TASK OBJECTIVE
Your answer must consist of every line from the data below that includes the word "Clone".

--

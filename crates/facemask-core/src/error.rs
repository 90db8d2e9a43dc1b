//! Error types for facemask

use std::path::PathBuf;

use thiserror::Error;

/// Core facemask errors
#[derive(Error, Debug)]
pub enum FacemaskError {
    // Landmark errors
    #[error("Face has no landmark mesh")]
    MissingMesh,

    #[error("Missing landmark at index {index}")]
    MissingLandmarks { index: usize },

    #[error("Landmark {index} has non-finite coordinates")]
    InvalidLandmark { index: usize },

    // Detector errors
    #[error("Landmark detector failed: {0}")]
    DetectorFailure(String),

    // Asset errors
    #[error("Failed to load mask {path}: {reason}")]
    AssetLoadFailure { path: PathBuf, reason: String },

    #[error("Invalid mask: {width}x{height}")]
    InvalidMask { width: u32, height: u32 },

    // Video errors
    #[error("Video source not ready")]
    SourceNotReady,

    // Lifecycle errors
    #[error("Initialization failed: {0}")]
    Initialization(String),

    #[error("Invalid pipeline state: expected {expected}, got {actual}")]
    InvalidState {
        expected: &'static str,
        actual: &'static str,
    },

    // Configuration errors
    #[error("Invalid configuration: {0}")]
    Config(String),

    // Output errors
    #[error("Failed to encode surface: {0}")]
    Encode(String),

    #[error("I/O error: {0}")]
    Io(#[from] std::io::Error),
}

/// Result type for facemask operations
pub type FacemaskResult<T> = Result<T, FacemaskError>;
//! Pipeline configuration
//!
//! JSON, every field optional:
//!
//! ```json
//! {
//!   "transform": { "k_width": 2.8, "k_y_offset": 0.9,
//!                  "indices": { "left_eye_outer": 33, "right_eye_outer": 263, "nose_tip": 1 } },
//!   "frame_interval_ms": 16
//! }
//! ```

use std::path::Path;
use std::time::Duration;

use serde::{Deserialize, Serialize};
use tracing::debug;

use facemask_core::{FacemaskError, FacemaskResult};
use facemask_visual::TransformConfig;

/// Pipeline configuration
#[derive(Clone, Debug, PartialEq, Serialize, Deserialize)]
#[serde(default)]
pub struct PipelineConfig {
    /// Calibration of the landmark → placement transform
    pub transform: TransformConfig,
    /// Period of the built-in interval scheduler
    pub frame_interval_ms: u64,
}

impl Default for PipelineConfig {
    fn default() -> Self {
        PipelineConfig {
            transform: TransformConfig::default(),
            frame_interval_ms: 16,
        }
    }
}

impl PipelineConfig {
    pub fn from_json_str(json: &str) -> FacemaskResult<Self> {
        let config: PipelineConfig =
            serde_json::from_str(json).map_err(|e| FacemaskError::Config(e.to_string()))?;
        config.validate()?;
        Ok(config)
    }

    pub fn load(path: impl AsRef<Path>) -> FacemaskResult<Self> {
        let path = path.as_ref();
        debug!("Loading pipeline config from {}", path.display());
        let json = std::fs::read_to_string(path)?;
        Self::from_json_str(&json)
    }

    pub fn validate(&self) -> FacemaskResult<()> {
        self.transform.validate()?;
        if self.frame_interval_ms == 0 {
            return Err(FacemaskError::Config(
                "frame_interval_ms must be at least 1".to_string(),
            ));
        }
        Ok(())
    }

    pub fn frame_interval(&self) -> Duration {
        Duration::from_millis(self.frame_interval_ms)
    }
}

--

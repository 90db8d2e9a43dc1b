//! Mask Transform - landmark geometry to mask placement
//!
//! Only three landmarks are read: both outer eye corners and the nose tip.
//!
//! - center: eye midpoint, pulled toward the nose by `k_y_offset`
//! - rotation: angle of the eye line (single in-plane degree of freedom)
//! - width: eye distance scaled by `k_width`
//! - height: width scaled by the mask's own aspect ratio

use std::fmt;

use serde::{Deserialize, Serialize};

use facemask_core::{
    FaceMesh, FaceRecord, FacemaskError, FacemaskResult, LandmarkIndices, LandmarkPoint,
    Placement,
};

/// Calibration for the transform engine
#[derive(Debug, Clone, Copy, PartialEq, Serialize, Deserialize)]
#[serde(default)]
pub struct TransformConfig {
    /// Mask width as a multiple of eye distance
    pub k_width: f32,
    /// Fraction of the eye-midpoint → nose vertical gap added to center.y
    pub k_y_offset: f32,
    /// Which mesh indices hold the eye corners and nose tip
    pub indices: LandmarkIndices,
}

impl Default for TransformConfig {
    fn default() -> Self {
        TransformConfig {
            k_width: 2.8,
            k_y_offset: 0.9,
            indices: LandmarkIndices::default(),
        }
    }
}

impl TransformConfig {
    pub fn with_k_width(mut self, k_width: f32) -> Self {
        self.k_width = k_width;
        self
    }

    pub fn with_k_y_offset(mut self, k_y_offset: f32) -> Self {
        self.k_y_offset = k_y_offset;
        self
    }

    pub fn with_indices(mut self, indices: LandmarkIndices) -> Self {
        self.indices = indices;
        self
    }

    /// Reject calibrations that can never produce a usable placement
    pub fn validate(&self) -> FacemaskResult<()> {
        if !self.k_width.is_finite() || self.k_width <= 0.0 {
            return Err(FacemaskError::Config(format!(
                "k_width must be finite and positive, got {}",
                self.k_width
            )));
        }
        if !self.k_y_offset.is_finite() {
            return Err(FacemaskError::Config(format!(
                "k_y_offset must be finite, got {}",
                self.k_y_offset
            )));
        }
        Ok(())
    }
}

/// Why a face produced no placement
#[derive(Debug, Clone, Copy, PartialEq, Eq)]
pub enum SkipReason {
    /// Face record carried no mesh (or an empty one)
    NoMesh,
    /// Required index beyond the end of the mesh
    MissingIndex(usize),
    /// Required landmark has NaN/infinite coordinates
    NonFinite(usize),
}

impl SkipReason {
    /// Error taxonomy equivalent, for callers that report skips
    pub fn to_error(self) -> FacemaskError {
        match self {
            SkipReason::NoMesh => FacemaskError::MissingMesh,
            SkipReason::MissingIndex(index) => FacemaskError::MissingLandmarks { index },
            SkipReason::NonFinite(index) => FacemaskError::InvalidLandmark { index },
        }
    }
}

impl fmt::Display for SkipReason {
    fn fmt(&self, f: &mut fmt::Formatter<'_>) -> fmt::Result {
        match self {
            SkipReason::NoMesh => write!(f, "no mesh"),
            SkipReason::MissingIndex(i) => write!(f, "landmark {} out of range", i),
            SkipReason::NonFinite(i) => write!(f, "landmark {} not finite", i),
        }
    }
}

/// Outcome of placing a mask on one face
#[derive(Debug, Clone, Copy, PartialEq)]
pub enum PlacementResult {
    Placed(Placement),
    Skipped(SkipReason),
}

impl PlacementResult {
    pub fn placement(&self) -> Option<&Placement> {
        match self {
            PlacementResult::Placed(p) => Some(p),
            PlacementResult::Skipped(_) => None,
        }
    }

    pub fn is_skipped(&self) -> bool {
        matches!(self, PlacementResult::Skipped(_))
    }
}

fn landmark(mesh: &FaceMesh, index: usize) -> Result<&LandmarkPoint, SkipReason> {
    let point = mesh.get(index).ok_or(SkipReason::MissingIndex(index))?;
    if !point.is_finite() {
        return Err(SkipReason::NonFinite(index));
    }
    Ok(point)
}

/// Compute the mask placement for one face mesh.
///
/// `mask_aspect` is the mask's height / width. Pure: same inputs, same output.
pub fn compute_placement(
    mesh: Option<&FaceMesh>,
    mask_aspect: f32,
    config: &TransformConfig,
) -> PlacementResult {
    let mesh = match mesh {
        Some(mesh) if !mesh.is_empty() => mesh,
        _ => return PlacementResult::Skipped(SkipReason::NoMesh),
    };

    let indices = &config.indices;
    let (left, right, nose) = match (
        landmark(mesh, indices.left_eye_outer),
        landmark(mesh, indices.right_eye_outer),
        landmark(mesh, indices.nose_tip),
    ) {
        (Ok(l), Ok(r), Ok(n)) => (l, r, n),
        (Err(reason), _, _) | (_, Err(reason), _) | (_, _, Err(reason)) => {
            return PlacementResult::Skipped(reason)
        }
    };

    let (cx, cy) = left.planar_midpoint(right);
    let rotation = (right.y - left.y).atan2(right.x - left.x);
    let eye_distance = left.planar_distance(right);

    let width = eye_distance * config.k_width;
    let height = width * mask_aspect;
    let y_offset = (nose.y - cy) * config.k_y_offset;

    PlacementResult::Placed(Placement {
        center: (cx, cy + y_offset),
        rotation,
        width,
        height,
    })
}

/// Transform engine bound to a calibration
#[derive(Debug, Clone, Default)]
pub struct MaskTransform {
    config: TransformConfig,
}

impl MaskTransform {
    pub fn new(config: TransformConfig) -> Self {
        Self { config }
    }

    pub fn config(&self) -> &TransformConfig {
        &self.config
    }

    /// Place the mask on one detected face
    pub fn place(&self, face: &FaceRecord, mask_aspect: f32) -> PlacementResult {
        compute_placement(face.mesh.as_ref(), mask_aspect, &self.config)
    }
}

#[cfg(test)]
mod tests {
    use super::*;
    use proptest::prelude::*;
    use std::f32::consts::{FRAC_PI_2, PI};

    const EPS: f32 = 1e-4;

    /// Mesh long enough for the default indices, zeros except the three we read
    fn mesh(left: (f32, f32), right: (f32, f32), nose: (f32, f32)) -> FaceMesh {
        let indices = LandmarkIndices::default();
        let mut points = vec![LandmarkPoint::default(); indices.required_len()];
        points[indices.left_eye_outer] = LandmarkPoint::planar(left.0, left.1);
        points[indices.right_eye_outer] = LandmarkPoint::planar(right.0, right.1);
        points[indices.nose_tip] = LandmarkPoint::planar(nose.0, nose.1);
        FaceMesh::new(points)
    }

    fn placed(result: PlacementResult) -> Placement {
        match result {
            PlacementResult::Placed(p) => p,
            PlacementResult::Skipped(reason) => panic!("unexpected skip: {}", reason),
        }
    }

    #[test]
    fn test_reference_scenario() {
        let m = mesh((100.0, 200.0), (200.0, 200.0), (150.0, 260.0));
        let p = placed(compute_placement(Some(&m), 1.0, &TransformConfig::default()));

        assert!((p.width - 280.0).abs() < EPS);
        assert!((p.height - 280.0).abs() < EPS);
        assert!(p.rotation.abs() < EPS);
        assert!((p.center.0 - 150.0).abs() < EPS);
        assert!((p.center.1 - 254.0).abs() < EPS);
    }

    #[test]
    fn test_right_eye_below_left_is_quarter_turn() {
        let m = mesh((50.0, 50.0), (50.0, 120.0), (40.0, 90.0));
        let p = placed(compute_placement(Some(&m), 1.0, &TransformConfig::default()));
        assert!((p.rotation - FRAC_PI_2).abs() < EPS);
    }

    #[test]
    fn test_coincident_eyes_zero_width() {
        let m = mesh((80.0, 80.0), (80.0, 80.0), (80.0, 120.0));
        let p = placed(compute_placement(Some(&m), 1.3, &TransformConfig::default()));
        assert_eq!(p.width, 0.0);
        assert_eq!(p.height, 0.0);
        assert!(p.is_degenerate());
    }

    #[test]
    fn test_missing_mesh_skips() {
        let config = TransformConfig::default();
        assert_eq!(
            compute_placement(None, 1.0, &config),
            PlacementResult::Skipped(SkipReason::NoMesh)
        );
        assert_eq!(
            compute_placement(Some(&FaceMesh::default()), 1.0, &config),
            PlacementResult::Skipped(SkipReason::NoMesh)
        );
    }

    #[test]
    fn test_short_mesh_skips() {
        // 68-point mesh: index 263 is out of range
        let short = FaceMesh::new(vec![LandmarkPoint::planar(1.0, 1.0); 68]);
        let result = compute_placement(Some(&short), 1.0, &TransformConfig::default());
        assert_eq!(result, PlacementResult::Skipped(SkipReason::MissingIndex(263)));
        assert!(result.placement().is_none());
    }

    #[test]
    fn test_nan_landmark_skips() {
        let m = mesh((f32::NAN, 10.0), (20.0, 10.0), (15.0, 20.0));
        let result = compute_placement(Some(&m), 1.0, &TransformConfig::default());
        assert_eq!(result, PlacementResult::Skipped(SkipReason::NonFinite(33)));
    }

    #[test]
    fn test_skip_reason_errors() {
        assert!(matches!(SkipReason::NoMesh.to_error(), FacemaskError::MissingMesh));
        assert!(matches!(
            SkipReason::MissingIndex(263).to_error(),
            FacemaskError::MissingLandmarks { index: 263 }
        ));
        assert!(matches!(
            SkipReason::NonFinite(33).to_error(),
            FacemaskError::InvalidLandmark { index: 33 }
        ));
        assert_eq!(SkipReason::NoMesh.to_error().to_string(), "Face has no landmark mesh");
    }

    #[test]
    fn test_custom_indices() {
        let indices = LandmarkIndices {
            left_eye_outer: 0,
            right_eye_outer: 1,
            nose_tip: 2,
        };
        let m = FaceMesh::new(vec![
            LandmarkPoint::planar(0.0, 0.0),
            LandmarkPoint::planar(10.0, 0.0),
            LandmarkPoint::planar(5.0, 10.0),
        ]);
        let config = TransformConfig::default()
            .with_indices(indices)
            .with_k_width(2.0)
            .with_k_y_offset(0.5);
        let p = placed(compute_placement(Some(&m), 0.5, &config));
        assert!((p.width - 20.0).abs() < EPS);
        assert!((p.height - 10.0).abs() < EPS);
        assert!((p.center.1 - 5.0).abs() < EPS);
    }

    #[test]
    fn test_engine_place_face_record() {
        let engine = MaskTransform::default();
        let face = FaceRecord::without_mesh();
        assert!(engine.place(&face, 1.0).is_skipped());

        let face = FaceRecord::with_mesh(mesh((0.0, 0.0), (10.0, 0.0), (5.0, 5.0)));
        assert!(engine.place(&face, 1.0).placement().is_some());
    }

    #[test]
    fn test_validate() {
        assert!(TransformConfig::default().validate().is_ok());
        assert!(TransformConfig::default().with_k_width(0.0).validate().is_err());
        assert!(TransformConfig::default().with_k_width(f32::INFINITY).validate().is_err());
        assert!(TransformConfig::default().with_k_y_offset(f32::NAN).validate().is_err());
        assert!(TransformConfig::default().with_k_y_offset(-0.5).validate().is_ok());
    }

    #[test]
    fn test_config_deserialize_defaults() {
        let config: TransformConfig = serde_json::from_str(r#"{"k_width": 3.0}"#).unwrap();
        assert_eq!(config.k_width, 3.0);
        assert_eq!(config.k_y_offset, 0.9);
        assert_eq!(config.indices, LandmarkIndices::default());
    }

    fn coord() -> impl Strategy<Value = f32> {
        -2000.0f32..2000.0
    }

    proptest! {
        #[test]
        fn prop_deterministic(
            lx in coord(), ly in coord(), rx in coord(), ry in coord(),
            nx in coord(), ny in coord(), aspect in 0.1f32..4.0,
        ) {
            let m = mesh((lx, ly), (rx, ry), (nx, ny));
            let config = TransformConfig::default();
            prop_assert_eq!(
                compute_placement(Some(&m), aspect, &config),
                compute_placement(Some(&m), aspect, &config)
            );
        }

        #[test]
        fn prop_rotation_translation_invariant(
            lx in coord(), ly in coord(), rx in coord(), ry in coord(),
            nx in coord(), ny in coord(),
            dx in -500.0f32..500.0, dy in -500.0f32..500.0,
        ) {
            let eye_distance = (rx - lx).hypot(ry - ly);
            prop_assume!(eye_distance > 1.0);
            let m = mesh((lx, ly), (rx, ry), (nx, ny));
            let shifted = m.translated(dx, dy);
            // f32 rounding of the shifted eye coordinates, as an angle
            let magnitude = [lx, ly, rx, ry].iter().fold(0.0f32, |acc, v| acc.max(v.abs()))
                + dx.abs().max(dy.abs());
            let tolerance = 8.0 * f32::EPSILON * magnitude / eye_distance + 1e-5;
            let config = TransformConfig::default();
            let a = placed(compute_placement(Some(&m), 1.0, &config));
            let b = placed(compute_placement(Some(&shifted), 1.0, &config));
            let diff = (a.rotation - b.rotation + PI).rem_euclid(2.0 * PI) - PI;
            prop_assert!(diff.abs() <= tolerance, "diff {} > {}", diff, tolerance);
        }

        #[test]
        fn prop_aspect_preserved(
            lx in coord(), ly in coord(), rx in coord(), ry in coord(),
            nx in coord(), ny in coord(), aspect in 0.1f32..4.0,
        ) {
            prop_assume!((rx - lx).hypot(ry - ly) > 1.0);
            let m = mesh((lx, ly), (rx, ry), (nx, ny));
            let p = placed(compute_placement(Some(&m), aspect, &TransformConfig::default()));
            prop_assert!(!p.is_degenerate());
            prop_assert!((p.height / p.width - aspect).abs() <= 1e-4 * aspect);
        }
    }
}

--

EXERCISE RESULT
#[derive(Clone, Debug, PartialEq, Serialize, Deserialize)]
#[derive(Debug, Clone, Copy, PartialEq, Serialize, Deserialize)]
#[derive(Debug, Clone, Copy, PartialEq, Eq)]
#[derive(Debug, Clone, Copy, PartialEq)]
#[derive(Debug, Clone, Default)]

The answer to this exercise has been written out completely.